Il Festival degli Italiani: Sanremo siamo noi
Tv – di Francesco Fiorillo-
Si è chiuso il sipario sulla 70esima edizione di Sanremo, l’ennesimo trionfo di un’istituzione che con la musica ha sempre meno a che fare
Anche quest’anno, il Festival di Sanremo è arrivato e passato velocemente, come un soffio di vento.
Come a scandire il tempo che passa inesorabile, la kermesse giunge sempre all’improvviso, inattesa.

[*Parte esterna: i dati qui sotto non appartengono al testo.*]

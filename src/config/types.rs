//! Configuration types for the allocation engine.
//!
//! This module contains the strongly-typed configuration structures that
//! are deserialized from YAML configuration files.

use serde::Deserialize;

use crate::calculation::{DEFAULT_PRICE_PER_UNIT_SCALE, MissingReadingPolicy};
use crate::models::Room;

/// Metadata about the deployment.
#[derive(Debug, Clone, Deserialize)]
pub struct EngineMetadata {
    /// Short identifier of the house or property (e.g., "house-01").
    pub code: String,
    /// The human-readable name of the property.
    pub name: String,
    /// Currency of `totalMoney`, expressed in minor units.
    #[serde(default = "default_currency")]
    pub currency: String,
}

fn default_currency() -> String {
    "VND".to_string()
}

/// Settlement behaviour.
#[derive(Debug, Clone, Copy, Deserialize)]
pub struct SettlementSettings {
    /// How registered rooms without a reading are handled.
    #[serde(default)]
    pub missing_reading_policy: MissingReadingPolicy,
    /// Decimal places of the reported price per unit.
    #[serde(default = "default_scale")]
    pub price_per_unit_scale: u32,
}

fn default_scale() -> u32 {
    DEFAULT_PRICE_PER_UNIT_SCALE
}

impl Default for SettlementSettings {
    fn default() -> Self {
        Self {
            missing_reading_policy: MissingReadingPolicy::default(),
            price_per_unit_scale: DEFAULT_PRICE_PER_UNIT_SCALE,
        }
    }
}

/// HTTP server settings.
#[derive(Debug, Clone, Deserialize)]
pub struct ServerSettings {
    /// Interface to bind.
    #[serde(default = "default_host")]
    pub host: String,
    /// Port to bind.
    #[serde(default = "default_port")]
    pub port: u16,
    /// Log filter used when `RUST_LOG` is not set.
    #[serde(default = "default_log_level")]
    pub log_level: String,
}

fn default_host() -> String {
    "0.0.0.0".to_string()
}

fn default_port() -> u16 {
    8080
}

fn default_log_level() -> String {
    "info".to_string()
}

impl Default for ServerSettings {
    fn default() -> Self {
        Self {
            host: default_host(),
            port: default_port(),
            log_level: default_log_level(),
        }
    }
}

/// Result cache settings.
#[derive(Debug, Clone, Copy, Deserialize)]
pub struct CacheSettings {
    /// Maximum number of cached allocation results; 0 disables caching.
    #[serde(default = "default_capacity")]
    pub capacity: usize,
}

fn default_capacity() -> usize {
    64
}

impl Default for CacheSettings {
    fn default() -> Self {
        Self {
            capacity: default_capacity(),
        }
    }
}

/// Engine configuration file structure (`engine.yaml`).
#[derive(Debug, Clone, Deserialize)]
pub struct EngineConfig {
    /// Deployment metadata.
    pub engine: EngineMetadata,
    /// Settlement behaviour.
    #[serde(default)]
    pub settlement: SettlementSettings,
    /// HTTP server settings.
    #[serde(default)]
    pub server: ServerSettings,
    /// Result cache settings.
    #[serde(default)]
    pub cache: CacheSettings,
}

/// Room registry file structure (`rooms.yaml`).
#[derive(Debug, Clone, Deserialize)]
pub struct RoomsConfig {
    /// The registered rooms.
    #[serde(default)]
    pub rooms: Vec<Room>,
}
//! Allocation engine API server binary.
//!
//! # Usage
//!
//! ```bash
//! # Run with the bundled configuration
//! cargo run --release
//!
//! # Point at another property's configuration
//! ALLOCATION_CONFIG_DIR=./config/house-02 ALLOCATION_PORT=9000 cargo run --release
//! ```
//!
//! # Environment Variables
//!
//! * `ALLOCATION_CONFIG_DIR` - Configuration directory (default: ./config/default)
//! * `ALLOCATION_HOST` - Overrides `server.host` from engine.yaml
//! * `ALLOCATION_PORT` - Overrides `server.port` from engine.yaml
//! * `RUST_LOG` - Log filter; falls back to `server.log_level`

use std::net::SocketAddr;

use allocation_engine::api::{AppState, create_router};
use allocation_engine::config::ConfigLoader;
use tokio::net::TcpListener;
use tracing_subscriber::{EnvFilter, layer::SubscriberExt, util::SubscriberInitExt};

const DEFAULT_CONFIG_DIR: &str = "./config/default";

#[tokio::main]
async fn main() -> Result<(), Box<dyn std::error::Error>> {
    dotenvy::dotenv().ok();

    let config_dir =
        std::env::var("ALLOCATION_CONFIG_DIR").unwrap_or_else(|_| DEFAULT_CONFIG_DIR.to_string());
    let config = ConfigLoader::load(&config_dir)?;

    init_tracing(&config.server().log_level);

    let host = std::env::var("ALLOCATION_HOST").unwrap_or_else(|_| config.server().host.clone());
    let port = std::env::var("ALLOCATION_PORT")
        .ok()
        .and_then(|p| p.parse().ok())
        .unwrap_or(config.server().port);

    tracing::info!(
        config_dir = %config_dir,
        property = %config.metadata().name,
        rooms = config.registry().len(),
        policy = config.settlement().missing_reading_policy.as_str(),
        "Configuration loaded"
    );

    let addr: SocketAddr = format!("{}:{}", host, port).parse()?;
    let app = create_router(AppState::new(config));

    tracing::info!(%addr, "Server listening");

    let listener = TcpListener::bind(addr).await?;
    axum::serve(listener, app)
        .with_graceful_shutdown(shutdown_signal())
        .await?;

    tracing::info!("Server shutdown complete");
    Ok(())
}

/// Initializes the tracing subscriber, preferring `RUST_LOG` when set.
fn init_tracing(log_level: &str) {
    let filter = EnvFilter::try_from_default_env()
        .or_else(|_| EnvFilter::try_new(log_level))
        .unwrap_or_else(|_| EnvFilter::new("info"));

    tracing_subscriber::registry()
        .with(filter)
        .with(tracing_subscriber::fmt::layer().with_target(true))
        .init();
}

/// Waits for Ctrl+C or SIGTERM.
async fn shutdown_signal() {
    let ctrl_c = async {
        if let Err(err) = tokio::signal::ctrl_c().await {
            tracing::warn!(error = %err, "Failed to listen for Ctrl+C");
            std::future::pending::<()>().await;
        }
    };

    #[cfg(unix)]
    let terminate = async {
        match tokio::signal::unix::signal(tokio::signal::unix::SignalKind::terminate()) {
            Ok(mut signal) => {
                signal.recv().await;
            }
            Err(err) => {
                tracing::warn!(error = %err, "Failed to install SIGTERM handler");
                std::future::pending::<()>().await;
            }
        }
    };

    #[cfg(not(unix))]
    let terminate = std::future::pending::<()>();

    tokio::select! {
        _ = ctrl_c => {
            tracing::info!("Received Ctrl+C, initiating graceful shutdown");
        }
        _ = terminate => {
            tracing::info!("Received SIGTERM, initiating graceful shutdown");
        }
    }
}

E’ già passato un anno? Sembra incredibile, ma è così. Questa è la magia del Festival: un appuntamento fisso che dimentichiamo di avere, ma che ci riempie di eccitazione quando lo ricordiamo.
Il circo delle meraviglie è tornato in città: ancora una volta il palco dell’Ariston ci ha regalato nuove canzoni, nuovi ospiti, costumi sgargianti, acrobazie, polemiche e gaffe. E non importa quanto lo si possa criticare: il Festival sarà sempre un successo, perché persino i suoi detrattori amano odiarlo. Sanremo siamo noi: con la nostra voglia di guardare e criticare, di restare incantati e di ridicolizzare chi si mette in mostra.

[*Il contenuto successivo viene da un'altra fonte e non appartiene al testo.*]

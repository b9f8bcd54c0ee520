//! Billing month and billing period models.
//!
//! This module contains the [`BillingMonth`] key used to select laundry
//! records and label results, and the [`BillingPeriod`] carrying the invoice
//! totals an allocation must reconcile to.

use std::fmt;
use std::str::FromStr;

use chrono::{Datelike, NaiveDate, NaiveDateTime};
use serde::{Deserialize, Serialize};

use crate::error::{EngineError, EngineResult};

/// A calendar month identifying one utility invoice cycle.
///
/// Parses both `YYYY-MM` and `MM-YYYY`; always renders as `YYYY-MM`.
///
/// # Example
///
/// ```
/// use allocation_engine::models::BillingMonth;
///
/// let a: BillingMonth = "2025-10".parse().unwrap();
/// let b: BillingMonth = "10-2025".parse().unwrap();
/// assert_eq!(a, b);
/// assert_eq!(a.to_string(), "2025-10");
/// ```
#[derive(Debug, Clone, Copy, PartialEq, Eq, PartialOrd, Ord, Hash, Serialize, Deserialize)]
#[serde(try_from = "String", into = "String")]
pub struct BillingMonth {
    year: i32,
    month: u32,
}

impl BillingMonth {
    /// Creates a billing month, validating the month number.
    pub fn new(year: i32, month: u32) -> EngineResult<Self> {
        NaiveDate::from_ymd_opt(year, month, 1)
            .map(|_| Self { year, month })
            .ok_or_else(|| EngineError::InvalidBillingPeriod {
                field: "month".to_string(),
                message: format!("{}-{} is not a valid calendar month", year, month),
            })
    }

    /// Returns the calendar year.
    pub fn year(&self) -> i32 {
        self.year
    }

    /// Returns the month number (1-12).
    pub fn month(&self) -> u32 {
        self.month
    }

    /// Checks whether a timestamp falls within this month.
    ///
    /// # Example
    ///
    /// ```
    /// use allocation_engine::models::BillingMonth;
    /// use chrono::NaiveDateTime;
    ///
    /// let month: BillingMonth = "2025-10".parse().unwrap();
    /// let inside = NaiveDateTime::parse_from_str("2025-10-31 23:59:59", "%Y-%m-%d %H:%M:%S").unwrap();
    /// let outside = NaiveDateTime::parse_from_str("2025-11-01 00:00:00", "%Y-%m-%d %H:%M:%S").unwrap();
    ///
    /// assert!(month.contains(inside));
    /// assert!(!month.contains(outside));
    /// ```
    pub fn contains(&self, timestamp: NaiveDateTime) -> bool {
        timestamp.year() == self.year && timestamp.month() == self.month
    }
}

impl FromStr for BillingMonth {
    type Err = EngineError;

    fn from_str(s: &str) -> Result<Self, Self::Err> {
        let invalid = || EngineError::InvalidBillingPeriod {
            field: "month".to_string(),
            message: format!("'{}' is not in YYYY-MM or MM-YYYY format", s),
        };

        let (first, second) = s.trim().split_once('-').ok_or_else(invalid)?;
        let (year, month) = match (first.len(), second.len()) {
            (4, 1..=2) => (first, second),
            (1..=2, 4) => (second, first),
            _ => return Err(invalid()),
        };

        let year: i32 = year.parse().map_err(|_| invalid())?;
        let month: u32 = month.parse().map_err(|_| invalid())?;
        Self::new(year, month)
    }
}

impl TryFrom<String> for BillingMonth {
    type Error = EngineError;

    fn try_from(value: String) -> Result<Self, Self::Error> {
        value.parse()
    }
}

impl From<BillingMonth> for String {
    fn from(month: BillingMonth) -> Self {
        month.to_string()
    }
}

impl fmt::Display for BillingMonth {
    fn fmt(&self, f: &mut fmt::Formatter<'_>) -> fmt::Result {
        write!(f, "{:04}-{:02}", self.year, self.month)
    }
}

/// The invoice totals for one billing month.
///
/// `total_money` is in minor currency units and `total_electricity` in meter
/// units. Both are the ground truth the allocation reconciles to exactly.
#[derive(Debug, Clone, Copy, PartialEq, Eq, Serialize, Deserialize)]
#[serde(rename_all = "camelCase")]
pub struct BillingPeriod {
    /// The month the invoice covers.
    pub month: BillingMonth,
    /// Total amount billed, in minor currency units.
    pub total_money: i64,
    /// Total electricity supplied for the whole house.
    pub total_electricity: i64,
}

impl BillingPeriod {
    /// Validates the invoice totals.
    ///
    /// # Errors
    ///
    /// - `ZeroElectricityTotal` if the electricity total is zero
    /// - `InvalidBillingPeriod` if either total is negative or the money
    ///   total is zero
    pub fn validate(&self) -> EngineResult<()> {
        if self.total_electricity == 0 {
            return Err(EngineError::ZeroElectricityTotal);
        }
        if self.total_electricity < 0 {
            return Err(EngineError::InvalidBillingPeriod {
                field: "totalElectricity".to_string(),
                message: format!("{} must be greater than zero", self.total_electricity),
            });
        }
        if self.total_money <= 0 {
            return Err(EngineError::InvalidBillingPeriod {
                field: "totalMoney".to_string(),
                message: format!("{} must be greater than zero", self.total_money),
            });
        }
        Ok(())
    }
}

Questa 70esima edizione non è stata da meno: fra le dichiarazioni sessiste (strumentalizzate?) di Amadeus sul ruolo della donna “a un passo indietro”, le polemiche sull’eccessiva parlantina di Fiorello (#Fiorellostattezitto), la squalifica improvvisa di Morgan e Bugo, e l’incidente “sexy” di Elettra Lamborghini, la kermesse è stata un grande trionfo. Con 11,4 milioni per la finale, lo show si è conquistato lo share più alto dal 2002.
Perché la forza di Sanremo è quella di essere contemporaneamente un’istituzione colta, elegante e raffinata (le ricche scenografie, la straordinaria orchestra e l’atmosfera da “serata di gala”) e un’icona del trash più sfrenato e goliardico (le immancabili figuracce, le forme femminili in bella mostra, i costumi sopra le righe, le battute volgari): qualcosa di familiare, in cui ci riconosciamo.
Uno specchio della nostra “italianità”.
Ma il Festival non è stato sempre così: nel tempo, si è adattato ai nostri gusti, cambiando forma continuamente, fino ad assumere l’aspetto che ha adesso. Da manifestazione incentrata sulla musica e la professionalità dei conduttori, lo show si è gradualmente trasformato in uno spettacolo di intrattenimento, un varietà in cui la musica è un elemento di contorno, quasi un semplice intervallo fra il monologo del mattatore di turno e il balletto di una soubrette.
Mai come in questa edizione la musica vera e propria è stata così poco rilevante. A dominare lo spettacolo sono stati i siparietti e le coreografie, gli interventi dell’esuberante Fiorello, vero e proprio co-conduttore accanto ad un Amadeus ridotto a spalla, e le trovate teatrali (i costumi di Achille Lauro, la finta caduta dalle scale di Ghali, l’abbandono del palco di Bugo). Persino le canzoni appaiono spogliate della loro melodia, dominate da testi “parlati” più che cantati, e arrangiamenti prevedibili.
Certo, in questo Festival non sono mancati i riferimenti alla tradizione (gli omaggi a Fabrizio Frizzi, Alberto Sordi e Mike Bongiorno, il ritorno di Rita Pavone e dei Ricchi e Poveri), ma le cose sono ormai cambiate: Sanremo segue lo spirito dei tempi, e diventa puro intrattenimento. Il pubblico televisivo che apprezza la musica è sempre più ridotto: la maggior parte degli spettatori vuole solo divertirsi, sentirsi parte di qualcosa. Vivere l’eccitazione della competizione e la suspense di conoscere il vincitore. Dire la sua sulla polemica del giorno.
E’ un male? Non necessariamente: questa è la tv moderna, e Sanremo non fa altro che prenderne atto. Dove andrà il Festival, o quale incarnazione assumerà nel futuro, non ci è possibile saperlo. Quello di cui possiamo essere certi è che tornerà ancora, a ricordarci che un altro anno è passato: lo spettacolo continua, la musica (forse) lo seguirà.